- About this exercise -
For each line in the material below that holds "TermModal", copy that line.

- Records for this exercise -
-.-.-
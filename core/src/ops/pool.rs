use anyhow::anyhow;
use atomic_counter::{AtomicCounter, RelaxedCounter};
use rayon::iter::{IntoParallelIterator, ParallelIterator};
use std::panic::{self, AssertUnwindSafe};
use std::sync::Arc;
use std::thread::{self, JoinHandle};

use crate::core::state::SyncStatus;
use crate::ops::bus::{BusEvent, BusSender};
use crate::utils::error::{PdlError, PdlResult};
use crate::utils::StyleMessage;

/// One unit of work run on a pool thread.
pub trait Job: Send {
    /// project the job works on
    fn project(&self) -> &str;

    /// run to completion, true on success
    fn run(self: Box<Self>) -> bool;
}

#[derive(Debug, Clone, Copy, Default, PartialEq, Eq)]
pub struct BatchSummary {
    pub succeeded: usize,
    pub failed: usize,
}

impl BatchSummary {
    fn finished_event(self, batch: usize) -> BusEvent {
        BusEvent::BatchFinished {
            batch,
            succeeded: self.succeeded,
            failed: self.failed,
        }
    }
}

/// Handle to a running batch.
#[derive(Debug)]
pub struct BatchHandle {
    id: usize,
    handle: JoinHandle<BatchSummary>,
}

impl BatchHandle {
    pub fn id(&self) -> usize {
        self.id
    }

    pub fn is_finished(&self) -> bool {
        self.handle.is_finished()
    }

    /// block until every job of the batch has returned
    pub fn join(self) -> PdlResult<BatchSummary> {
        self.handle
            .join()
            .map_err(|_| anyhow!("batch {} dispatcher panicked", self.id))
    }
}

/// Fixed-width executor shared by every batch.
///
/// No more than `width` jobs run at the same time, however many batches are
/// in flight.
pub struct WorkerPool {
    pool: Arc<rayon::ThreadPool>,
    width: usize,
    bus: BusSender,
    batches: RelaxedCounter,
}

impl WorkerPool {
    pub fn new(width: usize, bus: BusSender) -> PdlResult<Self> {
        let width = width.max(1);
        // create thread pool, and set the number of thread to use by using `.num_threads(count)`
        let thread_builder = rayon::ThreadPoolBuilder::new()
            .num_threads(width)
            .thread_name(|index| format!("pdl-worker-{}", index));
        let Ok(pool) = thread_builder.build() else {
            return Err(anyhow!(PdlError::CreateThreadPoolFailed));
        };

        Ok(Self {
            pool: Arc::new(pool),
            width,
            bus,
            batches: RelaxedCounter::new(1),
        })
    }

    pub fn width(&self) -> usize {
        self.width
    }

    /// Start `jobs` and return at once.
    ///
    /// A dispatch thread waits for the jobs, logs each outcome as it arrives,
    /// then publishes a summary log and [`BusEvent::BatchFinished`].
    pub fn run_batch(&self, label: impl Into<String>, jobs: Vec<Box<dyn Job>>) -> BatchHandle {
        let id = self.batches.inc();
        let label = label.into();
        let pool = self.pool.clone();
        let bus = self.bus.clone();

        let handle = thread::spawn(move || {
            if jobs.is_empty() {
                bus.log(StyleMessage::no_projects_selected());
                bus.publish(BatchSummary::default().finished_event(id));
                return BatchSummary::default();
            }

            bus.log(StyleMessage::batch_start(&label, jobs.len()));
            // pool.install means that `.into_par_iter()` will use the thread pool we've built above.
            let outcomes: Vec<bool> = pool.install(|| {
                jobs.into_par_iter()
                    .map_with(bus.clone(), |bus, job| run_isolated(job, bus))
                    .collect()
            });

            let succeeded = outcomes.iter().filter(|ok| **ok).count();
            let summary = BatchSummary {
                succeeded,
                failed: outcomes.len() - succeeded,
            };
            bus.log(StyleMessage::batch_finished(&label, summary.succeeded, summary.failed));
            bus.publish(summary.finished_event(id));
            summary
        });

        BatchHandle { id, handle }
    }
}

/// A panicking job fails its project instead of the batch.
fn run_isolated(job: Box<dyn Job>, bus: &BusSender) -> bool {
    let project = job.project().to_string();
    let outcome = panic::catch_unwind(AssertUnwindSafe(move || job.run()));

    let succeeded = match outcome {
        Ok(succeeded) => succeeded,
        Err(_) => {
            bus.log(StyleMessage::job_panicked(&project));
            bus.status(&project, SyncStatus::Failed);
            false
        }
    };
    log::debug!("{}", StyleMessage::job_end(&project, succeeded).to_plain_text());
    succeeded
}
use console::Term;
use indicatif::MultiProgress;
use std::io;

use pdl::ops::{ConflictDecision, CredentialReply};
use pdl::utils::modal::ModalInteraction;
use pdl::utils::style_message::{StyleMessage, BLUE, YELLOW};

/// Prompts on the terminal, progress bars hidden meanwhile.
pub(crate) struct TermModal {
    multi_progress: MultiProgress,
    term: Term,
    /// answer every conflict without asking
    preset_decision: Option<ConflictDecision>,
}

impl TermModal {
    pub(crate) fn new(multi_progress: MultiProgress) -> Self {
        Self {
            multi_progress,
            term: Term::stderr(),
            preset_decision: None,
        }
    }

    pub(crate) fn with_decision(mut self, decision: Option<ConflictDecision>) -> Self {
        self.preset_decision = decision;
        self
    }

    fn ask_credentials(&self, project: &str, url: &str) -> io::Result<CredentialReply> {
        let header = StyleMessage::project(project)
            .plain_text(" requires authentication for ")
            .styled_text(url, &BLUE);
        self.term.write_line(&header.to_string())?;
        self.term.write_str("username: ")?;
        let username = self.term.read_line()?;
        self.term.write_str("password: ")?;
        let password = self.term.read_secure_line()?;

        // both left empty means the user backed out
        if username.trim().is_empty() && password.is_empty() {
            return Ok(CredentialReply::cancelled());
        }
        Ok(CredentialReply::provided(username.trim(), password))
    }

    fn ask_conflict(&self, project: &str, current: &str, requested: &str) -> io::Result<ConflictDecision> {
        let question = StyleMessage::project(project)
            .plain_text(" has local changes on ")
            .styled_text(current, &BLUE)
            .plain_text(". ")
            .styled_text("[f]orce", &YELLOW)
            .plain_text(" switch to ")
            .styled_text(requested, &BLUE)
            .plain_text(" discarding them, or ")
            .styled_text("[c]ancel", &YELLOW)
            .plain_text("? ");
        self.term.write_str(&question.to_string())?;

        let answer = self.term.read_line()?;
        Ok(parse_decision(&answer))
    }
}

fn parse_decision(answer: &str) -> ConflictDecision {
    match answer.trim().to_lowercase().as_str() {
        "f" | "force" => ConflictDecision::Force,
        "c" | "cancel" => ConflictDecision::Cancel,
        _ => ConflictDecision::Abort,
    }
}

impl ModalInteraction for TermModal {
    fn prompt_credentials(&mut self, project: &str, url: &str) -> CredentialReply {
        let multi_progress = self.multi_progress.clone();
        multi_progress.suspend(|| {
            self.ask_credentials(project, url).unwrap_or_else(|e| {
                log::warn!("{}: credential prompt failed: {}", project, e);
                CredentialReply::cancelled()
            })
        })
    }

    fn prompt_conflict(&mut self, project: &str, current: &str, requested: &str) -> ConflictDecision {
        if let Some(decision) = self.preset_decision {
            return decision;
        }
        let multi_progress = self.multi_progress.clone();
        multi_progress.suspend(|| {
            self.ask_conflict(project, current, requested)
                .unwrap_or(ConflictDecision::Abort)
        })
    }
}

#[cfg(test)]
mod tests {
    use super::*;

    #[test]
    fn decision_answers() {
        assert_eq!(parse_decision("f\n"), ConflictDecision::Force);
        assert_eq!(parse_decision(" Cancel "), ConflictDecision::Cancel);
        assert_eq!(parse_decision(""), ConflictDecision::Abort);
    }
}
use anyhow::anyhow;
use indicatif::MultiProgress;
use std::path::PathBuf;
use std::sync::Arc;

use pdl::core::git::GitCli;
use pdl::core::repo::Catalog;
use pdl::core::settings::TomlConfigStore;
use pdl::ops::{ConflictDecision, Coordinator, CoordinatorOptions, SyncStatus};
use pdl::utils::error::PdlResult;

use crate::utils::modal::TermModal;
use crate::utils::progress::TermSink;

mod branches;
mod list;
mod remove;
mod switch;
mod sync;

pub(crate) use branches::BranchesCommand;
pub(crate) use list::ListCommand;
pub(crate) use remove::RemoveCommand;
pub(crate) use switch::SwitchCommand;
pub(crate) use sync::SyncCommand;

pub(crate) type TermCoordinator = Coordinator<TermSink, TermModal>;

/// Catalog and settings locations shared by every command.
#[derive(Debug, Clone, Default)]
pub(crate) struct Workspace {
    catalog: Option<PathBuf>,
    config: Option<PathBuf>,
}

impl Workspace {
    pub(crate) fn new(catalog: Option<PathBuf>, config: Option<PathBuf>) -> Self {
        Self { catalog, config }
    }

    pub(crate) fn load_catalog(&self) -> PdlResult<Catalog> {
        match &self.catalog {
            Some(path) => Catalog::load(path),
            None => Catalog::builtin(),
        }
    }

    pub(crate) fn store(&self) -> TomlConfigStore {
        match &self.config {
            Some(path) => TomlConfigStore::new(path),
            None => TomlConfigStore::default(),
        }
    }

    pub(crate) fn coordinator(
        &self,
        threads: Option<usize>,
        decision: Option<ConflictDecision>,
    ) -> PdlResult<TermCoordinator> {
        let multi_progress = MultiProgress::new();
        let sink = TermSink::new(multi_progress.clone());
        let modal = TermModal::new(multi_progress).with_decision(decision);
        let options = CoordinatorOptions {
            threads,
            ..CoordinatorOptions::default()
        };

        Coordinator::new(
            &self.load_catalog()?,
            Box::new(self.store()),
            Arc::new(GitCli::default()),
            sink,
            modal,
            options,
        )
    }
}

/// Selected names: explicit patterns, every project with `all`, none otherwise.
pub(crate) fn select(coordinator: &TermCoordinator, patterns: &[String], all: bool) -> PdlResult<Vec<String>> {
    if all {
        return coordinator.select(&[]);
    }
    if patterns.is_empty() {
        return Ok(Vec::new());
    }
    coordinator.select(patterns)
}

/// Error out when any of `names` ended in [`SyncStatus::Failed`].
pub(crate) fn check_failed(coordinator: &TermCoordinator, names: &[String], action: &str) -> PdlResult {
    let failed = names
        .iter()
        .filter_map(|name| coordinator.project(name))
        .filter(|state| state.sync_status == SyncStatus::Failed)
        .map(|state| state.name().to_string())
        .collect::<Vec<_>>();

    match failed.is_empty() {
        true => Ok(()),
        false => Err(anyhow!("{} failed: {}", action, failed.join(", "))),
    }
}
-.-.-
- Expected answer -
pub(crate) struct TermModal {
impl TermModal {
impl ModalInteraction for TermModal {
use crate::utils::modal::TermModal;
pub(crate) type TermCoordinator = Coordinator<TermSink, TermModal>;
        let modal = TermModal::new(multi_progress).with_decision(decision);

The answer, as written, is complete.